On a computation node with 4x Intel Xeon 6 core 2.67-GHz processor and 64 GB of RAM, the single core JEPEG analyses for any of the four summary datasets required slightly under 2 h of running time and less than 8 GB of peak memory usage. The web-based VEGAS software (http://gump.qimr.edu.au/VEGAS/) at default settings required around 1 day of computation time for each summary dataset.
4 Conclusions
In this article, we propose JEPEG, a new software/method for testing the joint effects on trait for SNPs functionally associated with a gene. The proposed method (i) imputes unmeasured functional SNPs, (ii) pools in a synthetic variable the information of all (measured and imputed) SNPs in the same functional category, (iii) to obtain an omnibus gene statistic, combines these synthetic variables in a Mahalanobis-type test and (iv) provides single functional category statistics, which can be used to identify the categories driving the overall omnibus signal. We use realistic simulated datasets, to show that JEPEG controls the Type I error rates at or below nominal rates. The application of the method to PGC1 BD and SCZ datasets suggests that JEPEG has the potential to improve both gene detection and fine mapping of challenging regions, such as MHC for SCZ and ITIH cluster for BD (SCZ).
The argument that the joint eQTL testing might substantially increase detection power is strongly supported by three key findings from the applied analyses. First, we identified at least one novel candidate gene for BD, RASGEF1A, based on its trans-eQTL SNPs. Due to trans-eQTLs being generally considered less reliable, the evidence for this gene should be viewed with caution. However, we note that RASGEF1A is already known to be implicated in a peripheral neural disorders (Hirschprung’s disease) (Fernandez et al., 2012). Second, we detected both significant BD and SCZ signals in ITIH cluster, which was univariately uncovered only in a much larger combined analysis of PGC1 BD and SCZ cohorts (Sklar et al., 2011). Third, in PGC1 we detected a significant SCZ signal for MAD1L1, which was not identified by VEGAS and was univariately detected only in a larger superset of PGC1 (Ripke et al., 2013).

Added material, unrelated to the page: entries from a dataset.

//! Typed capability components
//!
//! An entity's capabilities are the components it carries. The core asks
//! "can this be attacked / does it move / does it emit light" through
//! these, never by probing concrete kinds.

use std::collections::{BTreeMap, BTreeSet};

use serde::{Deserialize, Serialize};

use crate::core::types::{Depth, Direction, Position};
use crate::spatial::layer::{GridLayer, OccupancyRank, Occupant};

/// Capability set the core and content can query
#[derive(Debug, Clone, Copy, PartialEq, Eq, Hash, Serialize, Deserialize)]
pub enum Capability {
    Health,
    Attacker,
    Pathable,
    Lit,
    /// Carries an inventory and picks things up
    Carrier,
    /// Can be picked up
    Portable,
}

#[derive(Debug, Clone, PartialEq, Eq, Serialize, Deserialize)]
pub struct Health {
    pub max: i32,
    pub current: i32,
}

impl Health {
    pub fn new(max: i32) -> Self {
        Self { max, current: max }
    }

    pub fn is_alive(&self) -> bool {
        self.current > 0
    }

    /// Apply a signed change; true only on the change that kills
    pub fn change(&mut self, amount: i32) -> bool {
        let was_alive = self.is_alive();
        self.current = (self.current + amount).min(self.max);
        was_alive && !self.is_alive()
    }
}

#[derive(Debug, Clone, PartialEq, Eq, Serialize, Deserialize)]
pub struct Attack {
    pub name: String,
    pub damage: i32,
    /// Energy spent per attack
    pub cost: i32,
}

impl Attack {
    pub fn new(name: impl Into<String>, damage: i32, cost: i32) -> Self {
        Self { name: name.into(), damage, cost }
    }
}

/// A carried thing, as stored in an inventory
#[derive(Debug, Clone, PartialEq, Eq, Serialize, Deserialize)]
pub struct Item {
    pub name: String,
    pub glyph: char,
    /// Melee damage when equipped; `None` for things that are not weapons
    pub damage: Option<i32>,
}

impl Item {
    pub fn new(name: impl Into<String>, glyph: char) -> Self {
        Self { name: name.into(), glyph, damage: None }
    }

    pub fn weapon(name: impl Into<String>, glyph: char, damage: i32) -> Self {
        Self { name: name.into(), glyph, damage: Some(damage) }
    }
}

/// Carried items with a single equipped slot
#[derive(Debug, Clone, Default, PartialEq, Eq, Serialize, Deserialize)]
pub struct Inventory {
    pub contents: Vec<Item>,
    /// Index into `contents`
    pub equipped: Option<usize>,
    /// Energy spent per equip or unequip
    pub cost: i32,
}

impl Inventory {
    pub fn new(cost: i32) -> Self {
        Self { cost, ..Self::default() }
    }

    pub fn with(mut self, item: Item) -> Self {
        self.contents.push(item);
        self
    }

    pub fn pick_up(&mut self, item: Item) {
        self.contents.push(item);
    }

    /// Equip the item at `index`, replacing whatever was equipped
    pub fn equip(&mut self, index: usize) -> Option<&Item> {
        let item = self.contents.get(index)?;
        self.equipped = Some(index);
        Some(item)
    }

    /// Unequip the item at `index` if it is the equipped one
    pub fn unequip(&mut self, index: usize) -> Option<&Item> {
        if self.equipped != Some(index) {
            return None;
        }
        self.equipped = None;
        self.contents.get(index)
    }

    pub fn equipped_item(&self) -> Option<&Item> {
        self.equipped.and_then(|index| self.contents.get(index))
    }

    /// Damage of the equipped weapon, if any
    pub fn damage(&self) -> Option<i32> {
        self.equipped_item().and_then(|item| item.damage)
    }
}

/// A straight-line run that builds up melee damage
#[derive(Debug, Clone, Copy, PartialEq, Eq, Serialize, Deserialize)]
pub struct Charge {
    /// Set while a run is under way
    pub direction: Option<Direction>,
    /// Cells run since the charge started
    pub distance: i32,
    /// Energy per charging step or charging attack
    pub cost: i32,
}

impl Charge {
    pub fn new(cost: i32) -> Self {
        Self { direction: None, distance: 0, cost }
    }

    pub fn is_charging(&self) -> bool {
        self.direction.is_some()
    }

    pub fn start(&mut self, direction: Direction) {
        self.direction = Some(direction);
        self.distance = 0;
    }

    pub fn advance(&mut self) {
        self.distance += 1;
    }

    /// Stop running; returns the bonus damage built up
    pub fn end(&mut self) -> i32 {
        self.direction = None;
        std::mem::take(&mut self.distance)
    }
}

/// Light emitter; switched on by activation
#[derive(Debug, Clone, Copy, Default, PartialEq, Eq, Serialize, Deserialize)]
pub struct LightSource {
    pub active: bool,
}

/// Stairwell leading to the neighbouring depth
#[derive(Debug, Clone, Copy, PartialEq, Eq, Hash, Serialize, Deserialize)]
pub enum Stair {
    /// Leads to depth - 1
    Up,
    /// Leads to depth + 1
    Down,
}

impl Stair {
    pub fn destination(self, depth: Depth) -> Depth {
        match self {
            Stair::Up => depth - 1,
            Stair::Down => depth + 1,
        }
    }
}

/// What stays in memory once a cell drops out of view
#[derive(Debug, Clone, Copy, Default, PartialEq, Eq, Hash, Serialize, Deserialize)]
#[serde(rename_all = "snake_case")]
pub enum FovMemory {
    /// Out of sight, out of mind
    Nothing,
    /// Keep objects and walls; creatures and bare floor are forgotten
    #[default]
    Objects,
    /// Keep the last full snapshot
    Everything,
}

impl FovMemory {
    fn keeps(self, rank: OccupancyRank) -> bool {
        match self {
            FovMemory::Nothing => false,
            FovMemory::Objects => matches!(rank, OccupancyRank::Object | OccupancyRank::Wall),
            FovMemory::Everything => true,
        }
    }
}

/// Field-of-view bookkeeping for an entity that looks around
#[derive(Debug, Clone, Default, PartialEq, Eq, Serialize, Deserialize)]
pub struct Sight {
    pub radius: i32,
    pub memory: FovMemory,
    /// Cells seen this turn
    pub visible: BTreeSet<Position>,
    /// Occupants believed to be in each known cell
    pub mental_map: BTreeMap<Position, Vec<Occupant>>,
}

impl Sight {
    pub fn new(radius: i32, memory: FovMemory) -> Self {
        Self { radius, memory, ..Self::default() }
    }

    pub fn can_see(&self, pos: Position) -> bool {
        self.visible.contains(&pos)
    }

    /// Known from an earlier look but not in view now
    pub fn remembers(&self, pos: Position) -> bool {
        !self.can_see(pos) && self.mental_map.contains_key(&pos)
    }

    /// What this entity believes occupies `pos`
    pub fn recall(&self, pos: Position) -> Option<&[Occupant]> {
        self.mental_map.get(&pos).map(Vec::as_slice)
    }

    /// Set the new visible set and update the mental map from `grid`
    ///
    /// Visible cells are copied in full; every other known cell is thinned
    /// according to the memory mode and dropped once empty.
    pub fn refresh(&mut self, new_visible: BTreeSet<Position>, grid: &GridLayer) {
        let memory = self.memory;
        self.mental_map.retain(|pos, occupants| {
            if new_visible.contains(pos) {
                return true;
            }
            occupants.retain(|o| memory.keeps(o.rank));
            !occupants.is_empty()
        });
        for &pos in &new_visible {
            self.mental_map.insert(pos, grid.cell_at(pos).to_vec());
        }
        self.visible = new_visible;
    }
}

The practical applications suggest that JEPEG has the potential to aid fine-mapping of challenging regions. For instance, some of the largest MHC signals for SCZ were in NKAPL and ZKSCAN4, which were the only MHC genes with significant signals in a Han Chinese SCZ cohort (Yue et al., 2011). Even more, while VEGAS detected 12 BD signals in ITIH cluster, the strength of JEPEG BD signals suggests that the five JEPEG genes in ITIH cluster are more likely to be functionally involved in BD etiology. The three JEPEG SCZ signals in the ITIH cluster support the hypothesis of a pleiotropic effect on both disorders. If we are further willing to assume that the same ITIH genes might predispose to both disorders, the intersection of SCZ and BD signals might be used to further narrow the list of candidate genes to just GLT8D1 and MUSTN1.

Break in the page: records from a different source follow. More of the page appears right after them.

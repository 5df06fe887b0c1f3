pub mod config;
pub mod error;
pub mod types;

pub use config::DungeonConfig;
pub use error::{DelveError, PlacementError, Result, TransferFailure};
pub use types::{Depth, Direction, EntityId, Position, Turn, OFF_GRID_DEPTH};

Given its novel multivariate testing of functional SNPs, JEPEG is a complementary tool to the commonly used univariate GWAS approach and agnostic multivariate approaches like VEGAS. Our approach will augment the performance of these methods for certain biologically plausible causal models that are less suitable to univariate/agnostic detection, e.g. genes with multiple functional SNPs jointly acting on a trait. Due to basing its inference solely on summary statistics, the proposed method can be used even when subject-level genotype data is not available. Even more, because the LD structure used by JEPEG is unaffected by the relatedness between samples, it can be used in its current form to analyse summary data coming from large family studies.

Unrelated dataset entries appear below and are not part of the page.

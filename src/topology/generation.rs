//! Level generation
//!
//! Every level gets a solid border over a floor, optional wall shapes,
//! stairs, lights and monsters. Consecutive depths are joined: the down
//! stair of depth `d` sits at the same position as the up stair of
//! `d + 1`, and a corridor is carved on depth `d` from where the player
//! arrives to the down stair.

use rand::{Rng, SeedableRng};
use rand_chacha::ChaCha8Rng;

use crate::content;
use crate::core::config::DungeonConfig;
use crate::core::error::{DelveError, Result};
use crate::core::types::{Depth, Position};
use crate::entity::EntityArena;
use crate::pathfinding::uniform_cost_path;
use crate::spatial::grid::Grid;
use crate::spatial::layer::{OccupancyRank, PlacementMode, PlacementPolicy};
use crate::topology::level::Level;
use crate::topology::LevelTopology;

type Shape = [[bool; 3]; 3];

const WALL_SHAPES: [Shape; 4] = [
    // L
    [[true, false, false], [true, false, false], [true, true, true]],
    // plus
    [[false, true, false], [true, true, true], [false, true, false]],
    // line
    [[false, true, false], [false, true, false], [false, true, false]],
    // corner
    [[false, false, false], [true, false, false], [true, true, false]],
];

/// Build every level of a dungeon
///
/// `rng` is the session stream; each level draws its own seed from it.
pub fn generate(
    config: &DungeonConfig,
    rng: &mut ChaCha8Rng,
    entities: &mut EntityArena,
) -> Result<LevelTopology> {
    config.validate().map_err(DelveError::Config)?;

    let mut levels = Vec::with_capacity(config.depth_count);
    let mut arrival: Option<Position> = None;

    for index in 0..config.depth_count {
        let depth = index as Depth;
        let mut level = Level::new(
            depth,
            config.height,
            config.width,
            ChaCha8Rng::seed_from_u64(rng.gen()),
        );

        surround_with_walls(&mut level, entities)?;
        if config.wall_shapes {
            scatter_wall_shapes(&mut level, entities, config);
        }

        let start = arrival.unwrap_or(config.player_start);
        if let Some(up) = arrival {
            level.spawn(
                entities,
                content::stair_up(),
                up,
                PlacementMode::Overwrite,
                PlacementPolicy::Exact,
            )?;
        }
        arrival = if index + 1 < config.depth_count {
            let down = pick_down_stair(&mut level.rng, config, start);
            // A one-cell interior leaves no choice but to share the arrival cell
            let mode = if down == start && index > 0 {
                PlacementMode::Append
            } else {
                PlacementMode::Overwrite
            };
            level.spawn(entities, content::stair_down(), down, mode, PlacementPolicy::Exact)?;
            carve_corridor(&mut level, entities, start, down, config.border_cost)?;
            Some(down)
        } else {
            None
        };

        populate(&mut level, entities, config);
        tracing::debug!(
            "generated depth {} ({}x{}), {} entities so far",
            depth,
            config.height,
            config.width,
            entities.len()
        );
        levels.push(level);
    }

    Ok(LevelTopology::new(levels))
}

fn is_border(pos: Position, height: usize, width: usize) -> bool {
    pos.row == 0 || pos.col == 0 || pos.row as usize == height - 1 || pos.col as usize == width - 1
}

fn surround_with_walls(level: &mut Level, entities: &mut EntityArena) -> Result<()> {
    let (height, width) = (level.grid.height(), level.grid.width());
    for row in 0..height as i32 {
        for col in 0..width as i32 {
            let pos = Position::new(row, col);
            let builder = if is_border(pos, height, width) {
                content::wall()
            } else {
                content::floor()
            };
            level.spawn(entities, builder, pos, PlacementMode::Overwrite, PlacementPolicy::Exact)?;
        }
    }
    Ok(())
}

/// Rotate a shape a quarter turn clockwise
fn rotate(shape: &Shape) -> Shape {
    let mut rotated = [[false; 3]; 3];
    for (r, row) in rotated.iter_mut().enumerate() {
        for (c, cell) in row.iter_mut().enumerate() {
            *cell = shape[2 - c][r];
        }
    }
    rotated
}

/// Stamp randomly rotated shapes until enough wall cells are placed
///
/// Cells of a stamp that land on the border, an existing wall or the
/// player start are skipped and do not count. Returns the walls placed.
fn scatter_wall_shapes(
    level: &mut Level,
    entities: &mut EntityArena,
    config: &DungeonConfig,
) -> usize {
    let mut walls_placed = 0;
    let mut passes = 0;

    while walls_placed < config.min_wall_cells && passes < config.max_wall_passes {
        passes += 1;
        for anchor in level.grid.occupancy_snapshot().positions().collect::<Vec<_>>() {
            if level.rng.gen_range(1..=100) >= config.wall_shape_chance {
                continue;
            }
            let mut shape = WALL_SHAPES[level.rng.gen_range(0..WALL_SHAPES.len())];
            for _ in 0..level.rng.gen_range(0..=3) {
                shape = rotate(&shape);
            }

            for (sr, row) in shape.iter().enumerate() {
                for (sc, &filled) in row.iter().enumerate() {
                    let pos = Position::new(anchor.row + sr as i32, anchor.col + sc as i32);
                    if !filled || (level.depth() == 0 && pos == config.player_start) {
                        continue;
                    }
                    let placed = level.spawn(
                        entities,
                        content::wall(),
                        pos,
                        PlacementMode::Append,
                        PlacementPolicy::Exact,
                    );
                    if placed.is_ok() {
                        walls_placed += 1;
                    }
                }
            }
        }
    }
    tracing::debug!(
        "depth {}: {} wall cells in {} passes",
        level.depth(),
        walls_placed,
        passes
    );
    walls_placed
}

fn random_interior(rng: &mut ChaCha8Rng, config: &DungeonConfig) -> Position {
    Position::new(
        rng.gen_range(1..=config.height as i32 - 2),
        rng.gen_range(1..=config.width as i32 - 2),
    )
}

/// Any interior cell other than where the player arrives
fn pick_down_stair(rng: &mut ChaCha8Rng, config: &DungeonConfig, start: Position) -> Position {
    if (config.height - 2) * (config.width - 2) == 1 {
        return start;
    }
    loop {
        let pos = random_interior(rng, config);
        if pos != start {
            return pos;
        }
    }
}

/// Carving cost: occupancy rank inside, `border_cost` on the border
fn carving_costs(level: &Level, border_cost: u32) -> Grid<u32> {
    let (height, width) = (level.grid.height(), level.grid.width());
    let mut costs = level.grid.occupancy_snapshot().map(|&rank| rank as u32);
    for pos in costs.positions().collect::<Vec<_>>() {
        if is_border(pos, height, width) {
            costs.set(pos, border_cost);
        }
    }
    costs
}

/// Floor every cell strictly between `start` and `end` on the cheapest
/// four-directional route
fn carve_corridor(
    level: &mut Level,
    entities: &mut EntityArena,
    start: Position,
    end: Position,
    border_cost: u32,
) -> Result<()> {
    let costs = carving_costs(level, border_cost);
    let Some(path) = uniform_cost_path(&costs, start, end, false) else {
        return Err(DelveError::Config(format!(
            "no corridor from {} to {} on depth {}",
            start,
            end,
            level.depth()
        )));
    };

    let interior = path.len().saturating_sub(1);
    for &pos in path.iter().take(interior).skip(1) {
        level.spawn(
            entities,
            content::floor(),
            pos,
            PlacementMode::Overwrite,
            PlacementPolicy::Exact,
        )?;
    }
    tracing::debug!(
        "depth {}: carved {} -> {} ({} cells)",
        level.depth(),
        start,
        end,
        path.len()
    );
    Ok(())
}

/// Roll monsters, then lights, onto bare floor
fn populate(level: &mut Level, entities: &mut EntityArena, config: &DungeonConfig) {
    let positions: Vec<Position> = level.grid.occupancy_snapshot().positions().collect();

    for &pos in &positions {
        if pos == config.player_start || level.grid.occupancy_rank(pos) != OccupancyRank::Floor {
            continue;
        }
        if level.rng.gen_range(1..=100) < config.monster_chance {
            let builder = if level.rng.gen_range(1..=2) == 1 {
                content::jelly()
            } else {
                content::newt()
            };
            let spawned =
                level.spawn(entities, builder, pos, PlacementMode::Append, PlacementPolicy::Exact);
            if let Err(err) = spawned {
                tracing::trace!("depth {}: no monster at {}: {}", level.depth(), pos, err);
            }
        }
    }

    for &pos in &positions {
        if level.grid.occupancy_rank(pos) == OccupancyRank::Floor
            && level.rng.gen_range(1..=100) < config.light_chance
        {
            let spawned = level.spawn(
                entities,
                content::light(),
                pos,
                PlacementMode::Append,
                PlacementPolicy::Exact,
            );
            if let Err(err) = spawned {
                tracing::trace!("depth {}: no light at {}: {}", level.depth(), pos, err);
            }
        }
    }
}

We plan to further develop and update JEPEG along three main directions. First, we plan to upgrade the SNP annotation database by extending the number of SNPs and their functional annotations. For instance, we plan to add to the database variants specific to (i) 1KG non-Caucasian cohorts, (ii) UK10K (http://www.uk10k.org) and (iii) X-linked eQTL SNPs. We will also continuously update the functional categorization and SNP weights based on the latest available detection tools and practical evidence from larger empirical studies. Second, based on the available scientific evidence, we will add functional SNPs from other potentially relevant tissues/cell types (e.g. lymphocytes and monocytes). Third, we plan to add additional functional categories. The current version relies heavily on functional categories for which we are able to predict the direction and magnitude of the effect of SNP's reference allele on gene expression. This feature was convenient because it allowed for pooling of Z-scores within each functional category in a one df statistic. However, while expedient, this is not a requirement for our method. When the direction of the allelic effect on gene expression is hard to predict, we can still employ the computationally more complex weighted sum of χ2 statistics within such categories (Davies, 1980). Thus, by using such a weighted χ2 statistics approach, we plan to extend JEPEG to include other important functional categories such as methylation tagging SNPs, Dnase hypersensitivity sites and histone marks.
We note that JEPEG and its summary statistics-based imputation module (DIST) offer best performance when the pairwise LD matrix of the study cohort and reference panel is identical. Thus, when the study and reference population are not ethnically well matched or the study cohort is multiethnic, JEPEG might provide suboptimal results including some spurious signals. However, our extensive simulation experiments (e.g. Fig. 2) suggest that JEPEG might be reasonably robust to (non-African) intracontinental LD patterns of variation.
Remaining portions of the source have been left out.